Information given
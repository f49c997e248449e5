/// Snapshot of the active puzzle taken when a guess is dispatched.
#[derive(Debug, Clone, Copy, PartialEq, Eq)]
pub struct SessionTicket {
    pub puzzle: i32,

    /// Bumped on every puzzle change, including re-selecting the same number.
    pub epoch: u64,
}

/// A guess in flight. Owned by its worker thread until the engine
/// receives it back with the outcome.
#[derive(Debug, Clone, PartialEq, Eq)]
pub struct GuessSubmission {
    pub guess: String,
    pub ticket: SessionTicket,
    pub row: usize,
}

/// Terminal states a submission can reach once its response is processed.
#[derive(Debug, Clone, Copy, PartialEq, Eq)]
pub enum SubmissionState {
    Completed,
    Stale,
    Failed,
}
mod ui;
mod engine;
mod model;

use anyhow::anyhow;
use tracing::info;
use tracing_subscriber::{fmt, EnvFilter};

fn main() -> anyhow::Result<()> {
    init_tracing()?;

    let settings = ui::settings_io::load_settings();
    info!(
        service = %settings.service_url,
        puzzle = settings.starting_puzzle,
        "starting jotto client"
    );
    let app = ui::app::JottoApp::new(settings)?;

    let options = eframe::NativeOptions::default();

    eframe::run_native(
        "Jotto Game!",
        options,
        Box::new(|_cc| {
            Ok(Box::new(app))
        }),
    )
    .map_err(|err| anyhow!("{err}"))
}

fn init_tracing() -> anyhow::Result<()> {
    let filter = EnvFilter::try_from_default_env().unwrap_or_else(|_| EnvFilter::new("info"));
    fmt()
        .with_env_filter(filter)
        .try_init()
        .map_err(|err| anyhow!(err))
}
pub mod feedback;
pub mod history;
pub mod submission;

Task requirements
Filter the entries and copy out every line with the word "puzzle".

Exercise answer
/// Snapshot of the active puzzle taken when a guess is dispatched.
    pub puzzle: i32,
    /// Bumped on every puzzle change, including re-selecting the same number.
        puzzle = settings.starting_puzzle,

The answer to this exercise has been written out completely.